Segment Start: LISTED RECORDS

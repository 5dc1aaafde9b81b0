use crate::launch::{LaunchError, LaunchTarget, PlaylistLauncher};
use futures::future::BoxFuture;
use futures::FutureExt;

/// Headless launcher: logs the target instead of opening anything. The real
/// OS opener lives outside the core.
#[derive(Clone, Debug)]
pub struct LoggingLauncher;

impl LoggingLauncher {
    pub fn new() -> Self {
        Self
    }
}

impl Default for LoggingLauncher {
    fn default() -> Self {
        Self::new()
    }
}

impl PlaylistLauncher for LoggingLauncher {
    fn open(&self, target: LaunchTarget) -> BoxFuture<'_, Result<(), LaunchError>> {
        async move {
            match target {
                LaunchTarget::DesktopUri(uri) => {
                    tracing::info!(uri = %uri, "would open desktop player");
                }
                LaunchTarget::WebUrl(url) => {
                    tracing::info!(url = %url, "would open web player");
                }
            }
            Ok(())
        }
        .boxed()
    }
}
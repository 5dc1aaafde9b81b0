use crate::capture::Frame;
use crate::classify::{ClassifyError, Emotion, EmotionClassifier};
use futures::future::BoxFuture;
use futures::FutureExt;
use rand::seq::IndexedRandom;

/// Demo stand-in for the real facial model: picks a uniformly random label
/// per frame. Useful for exercising the smoothing path without a camera or a
/// model on disk.
#[derive(Clone, Debug)]
pub struct DemoClassifier;

impl DemoClassifier {
    pub fn new() -> Self {
        Self
    }
}

impl Default for DemoClassifier {
    fn default() -> Self {
        Self::new()
    }
}

impl EmotionClassifier for DemoClassifier {
    fn classify(&self, _frame: Frame) -> BoxFuture<'_, Result<Emotion, ClassifyError>> {
        async move {
            let label = Emotion::ALL
                .choose(&mut rand::rng())
                .copied()
                .unwrap_or(Emotion::Neutral);
            Ok(label)
        }
        .boxed()
    }
}

#[cfg(test)]
mod tests {
    use super::*;
    use bytes::Bytes;
    use std::time::SystemTime;

    fn frame() -> Frame {
        Frame {
            sequence: 1,
            captured_at: SystemTime::now(),
            width: 2,
            height: 2,
            data: Bytes::from_static(&[0u8; 12]),
        }
    }

    #[tokio::test]
    async fn always_produces_a_known_label() {
        let classifier = DemoClassifier::new();
        for _ in 0..32 {
            let label = classifier.classify(frame()).await.unwrap();
            assert!(Emotion::ALL.contains(&label));
        }
    }
}
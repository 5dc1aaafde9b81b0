mod logging;

use crate::config::PlaylistConfig;
use futures::future::BoxFuture;
use url::Url;

pub use logging::LoggingLauncher;

/// Where to send the user for music: the desktop app URI first, the web
/// player with autoplay as the fallback.
#[derive(Clone, Debug, PartialEq, Eq)]
pub enum LaunchTarget {
    DesktopUri(String),
    WebUrl(Url),
}

#[derive(thiserror::Error, Debug)]
pub enum LaunchError {
    #[error("invalid playlist url: {0}")]
    InvalidUrl(#[from] url::ParseError),
    #[error("launcher unavailable: {details}")]
    LauncherUnavailable { details: String },
}

#[derive(Clone, Debug, PartialEq, Eq)]
pub struct PlaylistLink {
    uri: String,
    web_url: Url,
}

impl PlaylistLink {
    pub fn from_config(cfg: &PlaylistConfig) -> Result<Self, LaunchError> {
        Ok(Self {
            uri: cfg.uri.clone(),
            web_url: Url::parse(&cfg.web_url)?,
        })
    }

    pub fn desktop_target(&self) -> LaunchTarget {
        LaunchTarget::DesktopUri(self.uri.clone())
    }

    pub fn web_autoplay_target(&self) -> LaunchTarget {
        LaunchTarget::WebUrl(self.web_autoplay_url())
    }

    /// Web player URL with `autoplay=true` appended exactly once; existing
    /// query pairs are preserved.
    pub fn web_autoplay_url(&self) -> Url {
        let mut url = self.web_url.clone();
        let has_autoplay = url.query_pairs().any(|(k, _)| k == "autoplay");
        if !has_autoplay {
            url.query_pairs_mut().append_pair("autoplay", "true");
        }
        url
    }
}

pub trait PlaylistLauncher: Send + Sync {
    fn open(&self, target: LaunchTarget) -> BoxFuture<'_, Result<(), LaunchError>>;
}
use crate::classify::Emotion;
use crate::react::Reaction;
use crate::speech::SpeechSynthesizer;
use crate::stability::StabilityTracker;
use std::time::{Duration, Instant};
use tokio::sync::mpsc;
use tokio::time::MissedTickBehavior;

/// Decides when a verdict becomes a user-visible reaction. Pure state
/// machine; the caller supplies the clock so it can be tested directly.
///
/// A verdict passes only when it is present, differs from the last emitted
/// one, and the debounce interval has elapsed since the last emission.
/// Observing an absent verdict (the post-resume state) forgets the last
/// emitted mood, so a re-established mood may fire again.
#[derive(Debug)]
pub struct ReactionGate {
    debounce: Duration,
    last_emitted: Option<Emotion>,
    last_fired_at: Option<Instant>,
}

impl ReactionGate {
    pub fn new(debounce: Duration) -> Self {
        Self {
            debounce,
            last_emitted: None,
            last_fired_at: None,
        }
    }

    pub fn observe(&mut self, verdict: Option<Emotion>, now: Instant) -> Option<Emotion> {
        let Some(verdict) = verdict else {
            self.last_emitted = None;
            return None;
        };
        if self.last_emitted == Some(verdict) {
            return None;
        }
        if let Some(fired_at) = self.last_fired_at {
            if now.duration_since(fired_at) < self.debounce {
                return None;
            }
        }
        self.last_emitted = Some(verdict);
        self.last_fired_at = Some(now);
        Some(verdict)
    }
}

/// Consumer-side poller: checks the tracker on its own cadence and, when the
/// gate passes, pauses detection, speaks the prompt and hands the reaction
/// to the frontend over the channel. Detection stays paused until the
/// frontend explicitly resumes it.
pub async fn run_reaction_loop<P>(
    tracker: StabilityTracker,
    speech: P,
    debounce: Duration,
    poll_interval: Duration,
    reactions: mpsc::Sender<Reaction>,
) where
    P: SpeechSynthesizer,
{
    let mut gate = ReactionGate::new(debounce);
    let mut ticks = tokio::time::interval(poll_interval);
    ticks.set_missed_tick_behavior(MissedTickBehavior::Delay);
    tracing::debug!(poll_ms = poll_interval.as_millis() as u64, "reaction loop started");

    loop {
        ticks.tick().await;
        if tracker.is_stopped() {
            tracing::debug!("reaction loop stopping");
            break;
        }

        let now = tokio::time::Instant::now().into_std();
        if let Some(mood) = gate.observe(tracker.current_verdict(), now) {
            tracker.pause();
            let reaction = Reaction::for_mood(mood);
            tracing::info!(mood = %mood, "stable mood detected");

            if let Err(e) = speech.speak(reaction.prompt.clone()).await {
                tracing::warn!(error = %e, "speech failed");
            }
            if reactions.try_send(reaction).is_err() {
                tracing::warn!(mood = %mood, "reaction channel full or closed, dropping reaction");
            }
        }
    }
}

Segment End: LISTED RECORDS

§ EXERCISE PROMPT: Copy out each line of the listing that holds the string "Option".

§ SOLUTION TO THE EXERCISE:
    last_emitted: Option<Emotion>,
    last_fired_at: Option<Instant>,
    pub fn observe(&mut self, verdict: Option<Emotion>, now: Instant) -> Option<Emotion> {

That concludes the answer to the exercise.